Agenda slotVerdictEvidenceMissing pieces
Augmentation-free or dataset-aware self-supervisionadjacentTrains by next-embedding prediction without pixel reconstruction, discrete tokens, contrastive loss, or task-specific heads.Evidence is vision-only and uses image patch order, not temporal numeric streams or heterogeneous datasets.
Representation quality: semantic state vs dense detailadjacentPredicts future patch embeddings in continuous representation space with a causal Transformer and stop-gradient target.Does not test dense generation/editing fidelity or action-relevant state in time series.

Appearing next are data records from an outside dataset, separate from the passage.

//! Error handling and edge case tests.

mod common;

use common::{blog_schema, blog_store, init_tracing, Server};
use record_graph::{
    AdapterError, FindOptions, Properties, PropertyValue, RecordState, Store, StoreConfig,
    StoreError, TicketState,
};
use serde_json::json;

// --- Lookup Errors ---

#[test]
fn test_unknown_model_type() {
    let mut store = blog_store(Server::new());
    assert!(matches!(
        store.find_record("nope", "1"),
        Err(StoreError::UnknownModelType(_))
    ));
    assert!(matches!(
        store.push("nope", json!({"id": "1"})),
        Err(StoreError::UnknownModelType(_))
    ));
}

#[test]
fn test_unknown_attribute_and_relationship() {
    let mut store = blog_store(Server::new());
    let post = store.push("post", json!({"id": "1"})).unwrap();
    assert!(matches!(
        store.set_attr(post, "nope", json!(1)),
        Err(StoreError::UnknownAttribute { .. })
    ));
    assert!(matches!(
        store.get_has_many(post, "nope"),
        Err(StoreError::UnknownRelationship { .. })
    ));
    assert!(matches!(
        store.create_record("post", Properties::new().value("nope", json!(1))),
        Err(StoreError::UnknownAttribute { .. })
    ));
}

#[test]
fn test_wrong_property_kind() {
    let mut store = blog_store(Server::new());
    let result = store.create_record("comment", Properties::new().records("post", vec![]));
    assert!(matches!(result, Err(StoreError::InvalidOperation(_))));

    let result = store.create_record(
        "post",
        Properties::new().value("title", json!("x")).records("title", vec![]),
    );
    assert!(matches!(result, Err(StoreError::InvalidOperation(_))));
}

// --- Fetch Errors ---

#[test]
fn test_missing_record_rejects_and_unloads() {
    let server = Server::new();
    let mut store = blog_store(server);
    let ticket = store.find_record("post", "404").unwrap();
    let err = store.wait(ticket).unwrap_err();
    assert!(matches!(err, StoreError::Adapter(AdapterError::Transport(_))));
    assert!(store.peek_record("post", "404").is_none());

    // A later find starts over.
    let ticket = store.find_record("post", "404").unwrap();
    assert!(store.wait(ticket).is_err());
}

#[test]
fn test_no_adapter_rejects_fetch() {
    init_tracing();
    let mut store = Store::new(StoreConfig::default(), blog_schema());
    let ticket = store.find_record("post", "1").unwrap();
    assert!(matches!(store.wait(ticket), Err(StoreError::NoAdapter(_))));
}

#[test]
fn test_preload_then_failed_fetch() {
    let server = Server::new();
    let mut store = blog_store(server);
    let ticket = store
        .find_record_with(
            "post",
            "1",
            FindOptions::preload(Properties::new().value("title", json!("cached"))),
        )
        .unwrap();
    let post = store.record_for_id("post", "1").unwrap();
    assert_eq!(store.attr(post, "title").unwrap(), Some(json!("cached")));
    assert!(store.wait(ticket).is_err());
}

// --- Save Errors ---

#[test]
fn test_invalid_create_can_be_fixed_and_resaved() {
    let server = Server::new();
    let mut store = blog_store(server.clone());
    let post = store
        .create_record("post", Properties::new().value("title", json!("")))
        .unwrap();
    server.reply(Err(AdapterError::Invalid(
        json!({"errors": [{"source": {"pointer": "/data/attributes/title"}, "detail": "is blank"}]}),
    )));

    let ticket = store.save_record(post).unwrap();
    let err = store.wait(ticket).unwrap_err();
    assert!(err.is_invalid());
    assert_eq!(store.state(post).unwrap(), RecordState::CreatedInvalid);
    assert_eq!(
        store.errors(post).unwrap().errors_for("title"),
        &["is blank".to_string()]
    );

    store.set_attr(post, "title", json!("Fixed")).unwrap();
    assert_eq!(store.state(post).unwrap(), RecordState::CreatedUncommitted);
    let ticket = store.save_record(post).unwrap();
    store.wait(ticket).unwrap();
    assert_eq!(store.state(post).unwrap(), RecordState::LoadedSaved);
    assert_eq!(server.count("create"), 2);
}

#[test]
fn test_failed_delete_can_be_retried() {
    let server = Server::new();
    let mut store = blog_store(server.clone());
    let post = store.push("post", json!({"id": "1"})).unwrap();
    server.reply(Err(AdapterError::Transport("timeout".into())));

    let ticket = store.destroy_record(post).unwrap();
    assert!(store.wait(ticket).is_err());
    assert!(store.is_error(post).unwrap());
    assert!(store.flags(post).unwrap().is_deleted);

    let ticket = store.save_record(post).unwrap();
    store.wait(ticket).unwrap();
    assert!(store.is_destroyed(post).unwrap());
}

// --- Unhandled Events ---

#[test]
fn test_edits_rejected_while_deleted() {
    let mut store = blog_store(Server::new());
    let post = store.push("post", json!({"id": "1"})).unwrap();
    store.delete_record(post).unwrap();
    assert!(matches!(
        store.set_attr(post, "title", json!("x")),
        Err(StoreError::UnhandledEvent { .. })
    ));
    assert_eq!(store.state(post).unwrap(), RecordState::DeletedUncommitted);

    // Rolling back the deletion makes the record editable again.
    store.rollback(post).unwrap();
    store.set_attr(post, "title", json!("x")).unwrap();
}

#[test]
fn test_destroyed_record_refuses_work() {
    let mut store = blog_store(Server::new());
    let post = store.create_record("post", Properties::new()).unwrap();
    let ticket = store.destroy_record(post).unwrap();
    store.wait(ticket).unwrap();
    assert!(matches!(
        store.set_attr(post, "title", json!("x")),
        Err(StoreError::RecordDestroyed(_))
    ));
    assert!(matches!(
        store.get_has_many(post, "comments"),
        Err(StoreError::RecordDestroyed(_))
    ));
}

// --- Relationship Errors ---

#[test]
fn test_sync_relationship_with_unloaded_target() {
    let mut store = blog_store(Server::new());
    let post = store.push("post", json!({"id": "1", "author": "9"})).unwrap();
    assert!(matches!(
        store.get_belongs_to(post, "author"),
        Err(StoreError::RelationshipNotLoaded { .. })
    ));
}

#[test]
fn test_type_mismatch_in_relationship() {
    let mut store = blog_store(Server::new());
    let post = store.push("post", json!({"id": "1"})).unwrap();
    let tag = store.push("tag", json!({"id": "t"})).unwrap();
    assert!(matches!(
        store.has_many_add(post, "comments", &[tag]),
        Err(StoreError::InvalidOperation(_))
    ));
    assert!(matches!(
        store.create_record("post", Properties::new().record("author", Some(tag))),
        Err(StoreError::InvalidOperation(_))
    ));
}

// --- Identity ---

#[test]
fn test_duplicate_client_id() {
    let mut store = blog_store(Server::new());
    store.push("post", json!({"id": "1"})).unwrap();
    let result = store.create_record("post", Properties::new().value("id", json!("1")));
    assert!(matches!(result, Err(StoreError::InvalidOperation(_))));
    assert!(matches!(
        Properties::from(json!({"id": "1"})).get("id"),
        Some(PropertyValue::Value(_))
    ));
}

// --- Run Loop ---

#[test]
fn test_flush_limit() {
    init_tracing();
    let mut store = Store::new(
        StoreConfig {
            max_flush_tasks: 1,
            ..Default::default()
        },
        blog_schema(),
    );
    store
        .push_many("post", vec![json!({"id": "1"}), json!({"id": "2"})])
        .unwrap();
    assert!(matches!(store.flush(), Err(StoreError::FlushLimit(1))));
}

#[test]
fn test_ticket_errors() {
    let mut store = blog_store(Server::new());
    let post = store.push("post", json!({"id": "1"})).unwrap();
    let ticket = store.reload_record(post).unwrap();
    assert!(matches!(store.ticket(ticket).unwrap(), TicketState::Pending));
    assert!(matches!(
        store.ticket_result(ticket),
        Err(StoreError::TicketPending(_))
    ));
}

Anti-collapse regularizationinsufficient evidenceUses stop-gradient for stable prediction.The raw markdown is only a TeX input stub, and the available PDF evidence does not establish time-series collapse diagnostics.

Open Questions

  • Can NEPA be made collapse-resistant without stop-gradient?
  • How does next-embedding prediction compare to DINOv3 at larger data/model scales?